In test cricket Ranji averaged 44.95, scoring 989 runs and 2 centuries. In first class cricket he amassed 24692 runs, with 72 centuries.Ranji’s first-class average of 56.37 was the highest for a full career by an England-based player until as late as 1986 when Geoff Boycott retired with a fractionally higher average of 56.84. And if one considers that Ranji’s career was all but over in 1904; his appearances thereafter were sporadic in 1908 and 1912, and farcical in 1920, his deeds are even more astounding. Upto 1904, Ranji had scored 22,402 runs at an average of 58.49 with 65 hundreds in 267 matches, really in less than a decade. Simply genius personified. In first class cricket his achievements are comparable to any all-time great batsmen.
To the outside world Ranji was picture exceptionally gifted prince who toiled arduously in the nets to emerge as the finest batsman of his era. People hardly gauged the inner turmoil he faced during his best years at the wicket. The sensation of his adoption that never was, the machinations over his succession as ruler and his financial woes at the time. He was beset by illness for prolonged periods, which affected his career. One has to applaud his success under the most challenging circumstances. Throughout is life he had to confront the barrier of racial or political prejudice .Sadly in 1902 he was denied title of Maharaja and financial problems drew him towards bankruptcy. Thanks to British colonial civil servants he was awarded a vacant princely thrown of his patron, which multiplied his wealth and enabled him to play more cricket in England. He ultimately lived the life of an aristocrat in England, serving with Fry in the League of nations.

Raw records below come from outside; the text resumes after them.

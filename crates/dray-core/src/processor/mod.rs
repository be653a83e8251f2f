//! Processors: the claim/execute loops.
//!
//! Two strategies share one transactional discipline. [`SimpleProcessor`]
//! runs one claim-execute-commit cycle at a time; [`MultiProcessor`] claims
//! from a dispatcher loop and executes on a bounded pool of worker tasks.

mod multi;
mod simple;

use std::time::Duration;

use serde::{Deserialize, Serialize};
use serde_json::Value;

use crate::domain::JobId;
use crate::error::QueueError;
use crate::registry::{TaskContext, TaskRegistry};
use crate::store::Transaction;

pub use multi::MultiProcessor;
pub use simple::SimpleProcessor;

/// Which processor the service instantiates.
#[derive(Debug, Clone, Copy, PartialEq, Eq, Serialize, Deserialize)]
#[serde(rename_all = "snake_case")]
pub enum ProcessorKind {
    Simple,
    Multi,
}

/// Persisted processor factory reference plus arguments.
#[derive(Debug, Clone, PartialEq, Serialize, Deserialize)]
pub struct ProcessorSettings {
    /// Factory reference; swappable between runs.
    pub kind: ProcessorKind,

    /// Idle poll interval.
    pub wait_time: Duration,

    /// Worker budget of the multi processor.
    pub max_threads: usize,

    /// Dispatcher pause after spawning a worker, serializing the
    /// claim-and-start handoff.
    pub thread_startup_wait: Duration,

    /// Bounded retries on commit conflicts.
    pub conflict_retry_limit: u32,
}

impl Default for ProcessorSettings {
    fn default() -> Self {
        Self {
            kind: ProcessorKind::Simple,
            wait_time: Duration::from_secs(1),
            max_threads: 5,
            thread_startup_wait: Duration::from_millis(50),
            conflict_retry_limit: 5,
        }
    }
}

/// Backoff before retrying a conflicted commit: 10ms, 20ms, 40ms, ...
pub(crate) fn conflict_backoff(attempt: u32) -> Duration {
    Duration::from_millis(10u64.saturating_mul(1 << attempt.min(6)))
}

/// How a claim-execute cycle ended, short of a store error.
pub(crate) enum ExecutionOutcome {
    /// The job reached a terminal status in the transaction; commit it.
    Finalized,

    /// The task doomed the transaction; abort it and poison the id.
    Aborted,
}

/// Run the task for an already-claimed job inside the open transaction.
///
/// A missing task fails the job without a processing step; an abort request
/// leaves the transaction for the caller to roll back.
pub(crate) async fn execute_claimed(
    txn: &mut Transaction,
    registry: &TaskRegistry,
    id: JobId,
) -> Result<ExecutionOutcome, QueueError> {
    let record = txn.job(id)?.clone();
    let Some(task) = registry.resolve(&record.task_name) else {
        tracing::warn!(job = %id, task = %record.task_name, "task not registered");
        txn.mark_error(
            id,
            Value::String(format!("task not registered: {}", record.task_name)),
        )?;
        return Ok(ExecutionOutcome::Finalized);
    };

    txn.mark_processing(id)?;
    let mut ctx = TaskContext::new(&record.input);
    let result = task.execute(&mut ctx).await;
    if ctx.abort_requested() {
        return Ok(ExecutionOutcome::Aborted);
    }
    match result {
        Ok(output) => txn.mark_completed(id, output)?,
        Err(error) => txn.mark_error(id, Value::String(error.to_string()))?,
    }
    Ok(ExecutionOutcome::Finalized)
}

#[cfg(test)]
mod tests {
    use super::*;

    #[test]
    fn settings_defaults_match_documented_knobs() {
        let settings = ProcessorSettings::default();
        assert_eq!(settings.kind, ProcessorKind::Simple);
        assert_eq!(settings.wait_time, Duration::from_secs(1));
        assert_eq!(settings.max_threads, 5);
        assert_eq!(settings.thread_startup_wait, Duration::from_millis(50));
        assert_eq!(settings.conflict_retry_limit, 5);
    }

    #[test]
    fn settings_round_trip_through_serde() {
        let settings = ProcessorSettings {
            kind: ProcessorKind::Multi,
            max_threads: 2,
            ..ProcessorSettings::default()
        };
        let json = serde_json::to_string(&settings).unwrap();
        let back: ProcessorSettings = serde_json::from_str(&json).unwrap();
        assert_eq!(back, settings);
    }

    #[test]
    fn conflict_backoff_doubles_and_caps() {
        assert_eq!(conflict_backoff(0), Duration::from_millis(10));
        assert_eq!(conflict_backoff(1), Duration::from_millis(20));
        assert_eq!(conflict_backoff(3), Duration::from_millis(80));
        assert_eq!(conflict_backoff(60), conflict_backoff(6));
    }
}
//! Queue operations on an open [`Transaction`].
//!
//! Each caller owns its transaction boundary: processors wrap a whole
//! claim-execute cycle, the service wraps one operation per call. The
//! pending sequence holds ids with status Queued in insertion order;
//! `claim_next` removes from its front, so a single processor claims in
//! strict insertion order.

use std::collections::HashSet;

use serde_json::Value;

use crate::domain::{JobId, JobRecord, JobStatus, OwnerId, TaskName};
use crate::error::QueueError;
use crate::observability::JobCounts;
use crate::processor::ProcessorSettings;
use crate::store::{Slot, Transaction};

impl Transaction {
    /// Append a new Queued job and return its id.
    pub fn add(&mut self, task_name: TaskName, input: Value) -> JobId {
        let id = JobId::new(self.root.next_id);
        self.root.next_id += 1;
        self.root.jobs.insert(id, JobRecord::new(id, task_name, input));
        self.root.pending.push_back(id);
        self.touch(Slot::Meta);
        self.touch(Slot::Pending);
        self.touch(Slot::Job(id));
        id
    }

    /// Is any job waiting in the pending sequence?
    pub fn has_pending(&self) -> bool {
        !self.root.pending.is_empty()
    }

    /// Claim the oldest Queued job for `owner`, skipping ids in `skip`.
    ///
    /// Skipped ids stay in place so another processor can still claim them.
    /// Returns `None` when nothing claimable is pending.
    pub fn claim_next(
        &mut self,
        owner: OwnerId,
        skip: &HashSet<JobId>,
    ) -> Result<Option<JobId>, QueueError> {
        let position = self.root.pending.iter().position(|id| !skip.contains(id));
        let id = match position.and_then(|at| self.root.pending.remove(at)) {
            Some(id) => id,
            None => return Ok(None),
        };
        let record = self.root.jobs.get_mut(&id).ok_or(QueueError::NoSuchJob(id))?;
        record.claim(owner)?;
        self.touch(Slot::Pending);
        self.touch(Slot::Job(id));
        Ok(Some(id))
    }

    /// Claimed -> Processing.
    pub fn mark_processing(&mut self, id: JobId) -> Result<(), QueueError> {
        let record = self.root.jobs.get_mut(&id).ok_or(QueueError::NoSuchJob(id))?;
        record.start_processing()?;
        self.touch(Slot::Job(id));
        Ok(())
    }

    /// Processing -> Completed with the task's return value.
    pub fn mark_completed(&mut self, id: JobId, output: Value) -> Result<(), QueueError> {
        let record = self.root.jobs.get_mut(&id).ok_or(QueueError::NoSuchJob(id))?;
        record.complete(output)?;
        self.touch(Slot::Job(id));
        Ok(())
    }

    /// Claimed | Processing -> Error with a diagnostic output.
    pub fn mark_error(&mut self, id: JobId, output: Value) -> Result<(), QueueError> {
        let record = self.root.jobs.get_mut(&id).ok_or(QueueError::NoSuchJob(id))?;
        record.fail(output)?;
        self.touch(Slot::Job(id));
        Ok(())
    }

    /// Look up a job record.
    pub fn job(&self, id: JobId) -> Result<&JobRecord, QueueError> {
        self.root.jobs.get(&id).ok_or(QueueError::NoSuchJob(id))
    }

    /// Withdraw a Queued job. Returns false once a processor holds it.
    pub fn cancel(&mut self, id: JobId) -> Result<bool, QueueError> {
        let record = self.root.jobs.get_mut(&id).ok_or(QueueError::NoSuchJob(id))?;
        if record.status != JobStatus::Queued {
            return Ok(false);
        }
        record.cancel()?;
        self.root.pending.retain(|pending| *pending != id);
        self.touch(Slot::Pending);
        self.touch(Slot::Job(id));
        Ok(true)
    }

    /// Remove terminal records; returns how many were purged.
    pub fn purge_finished(&mut self) -> usize {
        let finished: Vec<JobId> = self
            .root
            .jobs
            .values()
            .filter(|record| record.status.is_terminal())
            .map(|record| record.id)
            .collect();
        for id in &finished {
            self.root.jobs.remove(id);
            self.touch(Slot::Job(*id));
        }
        finished.len()
    }

    /// Fold job statuses into a counts snapshot.
    pub fn counts(&self) -> JobCounts {
        let mut counts = JobCounts::default();
        for record in self.root.jobs.values() {
            match record.status {
                JobStatus::Queued => counts.queued += 1,
                JobStatus::Claimed => counts.claimed += 1,
                JobStatus::Processing => counts.processing += 1,
                JobStatus::Completed => counts.completed += 1,
                JobStatus::Error => counts.error += 1,
                JobStatus::Cancelled => counts.cancelled += 1,
            }
        }
        counts
    }

    /// Persisted processing flag.
    pub fn is_active(&self) -> bool {
        self.root.active
    }

    pub fn set_active(&mut self, active: bool) {
        self.root.active = active;
        self.touch(Slot::Meta);
    }

    /// Persisted processor factory reference and arguments.
    pub fn settings(&self) -> &ProcessorSettings {
        &self.root.settings
    }

    pub fn set_settings(&mut self, settings: ProcessorSettings) {
        self.root.settings = settings;
        self.touch(Slot::Meta);
    }
}

#[cfg(test)]
mod tests {
    use super::*;
    use crate::error::StoreError;
    use crate::store::Store;
    use serde_json::json;

    fn seeded(n: u64) -> (Store, Vec<JobId>) {
        let store = Store::new();
        let mut txn = store.begin().unwrap();
        let ids = (0..n)
            .map(|i| txn.add(TaskName::new("echo"), json!({ "i": i })))
            .collect();
        txn.commit().unwrap();
        (store, ids)
    }

    #[test]
    fn add_assigns_monotonic_ids_and_queues_fifo() {
        let (store, ids) = seeded(3);
        assert!(ids[0] < ids[1] && ids[1] < ids[2]);

        let txn = store.begin().unwrap();
        assert!(txn.has_pending());
        let record = txn.job(ids[0]).unwrap();
        assert_eq!(record.status, JobStatus::Queued);
        assert_eq!(record.input, json!({ "i": 0 }));
    }

    #[test]
    fn claim_next_follows_insertion_order() {
        let (store, ids) = seeded(3);
        let owner = OwnerId::mint();

        let mut txn = store.begin().unwrap();
        let none = HashSet::new();
        assert_eq!(txn.claim_next(owner, &none).unwrap(), Some(ids[0]));
        assert_eq!(txn.claim_next(owner, &none).unwrap(), Some(ids[1]));
        assert_eq!(txn.claim_next(owner, &none).unwrap(), Some(ids[2]));
        assert_eq!(txn.claim_next(owner, &none).unwrap(), None);

        let record = txn.job(ids[0]).unwrap();
        assert_eq!(record.status, JobStatus::Claimed);
        assert_eq!(record.owner, Some(owner));
        assert!(record.claimed_at.is_some());
    }

    #[test]
    fn claim_next_skips_poisoned_ids_but_leaves_them_pending() {
        let (store, ids) = seeded(2);
        let owner = OwnerId::mint();

        let mut txn = store.begin().unwrap();
        let skip: HashSet<JobId> = [ids[0]].into_iter().collect();
        assert_eq!(txn.claim_next(owner, &skip).unwrap(), Some(ids[1]));
        // The skipped id is still claimable by a caller without the poison.
        assert_eq!(txn.claim_next(owner, &HashSet::new()).unwrap(), Some(ids[0]));
    }

    #[test]
    fn a_job_is_claimed_by_at_most_one_committer() {
        let (store, ids) = seeded(1);
        let none = HashSet::new();

        let mut a = store.begin().unwrap();
        let mut b = store.begin().unwrap();
        assert_eq!(a.claim_next(OwnerId::mint(), &none).unwrap(), Some(ids[0]));
        assert_eq!(b.claim_next(OwnerId::mint(), &none).unwrap(), Some(ids[0]));

        a.commit().unwrap();
        assert!(matches!(
            b.commit(),
            Err(StoreError::Conflict)
        ));
    }

    #[test]
    fn marks_are_guarded_by_the_state_machine() {
        let (store, ids) = seeded(1);

        let mut txn = store.begin().unwrap();
        let err = txn.mark_completed(ids[0], json!(null)).unwrap_err();
        assert!(matches!(err, QueueError::InvalidTransition { .. }));

        txn.claim_next(OwnerId::mint(), &HashSet::new()).unwrap();
        txn.mark_processing(ids[0]).unwrap();
        txn.mark_completed(ids[0], json!("out")).unwrap();
        txn.commit().unwrap();

        let txn = store.begin().unwrap();
        let record = txn.job(ids[0]).unwrap();
        assert_eq!(record.status, JobStatus::Completed);
        assert_eq!(record.output, Some(json!("out")));
    }

    #[test]
    fn cancel_succeeds_for_queued_only() {
        let (store, ids) = seeded(2);

        let mut txn = store.begin().unwrap();
        assert!(txn.cancel(ids[0]).unwrap());
        assert!(!txn.cancel(ids[0]).unwrap());

        txn.claim_next(OwnerId::mint(), &HashSet::new()).unwrap();
        assert!(!txn.cancel(ids[1]).unwrap());
        txn.commit().unwrap();

        let txn = store.begin().unwrap();
        assert_eq!(txn.job(ids[0]).unwrap().status, JobStatus::Cancelled);
        assert!(!txn.has_pending());
    }

    #[test]
    fn purge_removes_terminal_records_only() {
        let (store, ids) = seeded(3);

        let mut txn = store.begin().unwrap();
        txn.cancel(ids[0]).unwrap();
        txn.claim_next(OwnerId::mint(), &HashSet::new()).unwrap();
        txn.mark_processing(ids[1]).unwrap();
        txn.mark_completed(ids[1], json!(null)).unwrap();
        assert_eq!(txn.purge_finished(), 2);
        txn.commit().unwrap();

        let txn = store.begin().unwrap();
        assert!(txn.job(ids[0]).is_err());
        assert!(txn.job(ids[1]).is_err());
        assert_eq!(txn.job(ids[2]).unwrap().status, JobStatus::Queued);
    }

    #[test]
    fn counts_fold_every_status() {
        let (store, ids) = seeded(3);

        let mut txn = store.begin().unwrap();
        txn.cancel(ids[2]).unwrap();
        txn.claim_next(OwnerId::mint(), &HashSet::new()).unwrap();
        txn.mark_processing(ids[0]).unwrap();
        txn.mark_error(ids[0], json!("boom")).unwrap();
        txn.commit().unwrap();

        let counts = store.begin().unwrap().counts();
        assert_eq!(counts.queued, 1);
        assert_eq!(counts.error, 1);
        assert_eq!(counts.cancelled, 1);
        assert_eq!(counts.total(), 3);
    }
}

As Gilbert Jessop wrote: “From the moment he stepped out of the pavilion he drew all eyes and held them. No one who saw him bat will ever forget it. He was the first man I ever knew who wore silk shirts, and there was something almost romantic about the very flow of his sleeves and the curve of his shoulders. He drew the crowds wherever he went, and at the height of his cricket days the shops in Brighton would empty if he passed along the street. Everyone wanted to see him.”
As late as 1944, Pelham Warner wrote in The Book of Cricket: “With his wonderful eye and wrists, he could play back to almost any ball, however good a length, and however fast. Like Bradman, he seldom played a genuine forward stroke, for, again like Bradman he found that balls to which he could not play back he could, with his quickness of foot, get to and drive.”
Quoting cricket enthusiast Robert on Pakpassion blog “Prince Ranji was the father of batting, codifying the shots we take for granted today (backward and forward defensive, hook, cut, pull, drive). Sir Jack Hobbs and then Sir Donald Bradman stood on his shoulders.”
I recommend fans to read the books on Ranji by Simon Wilde and earlier essays of Neil Cardus.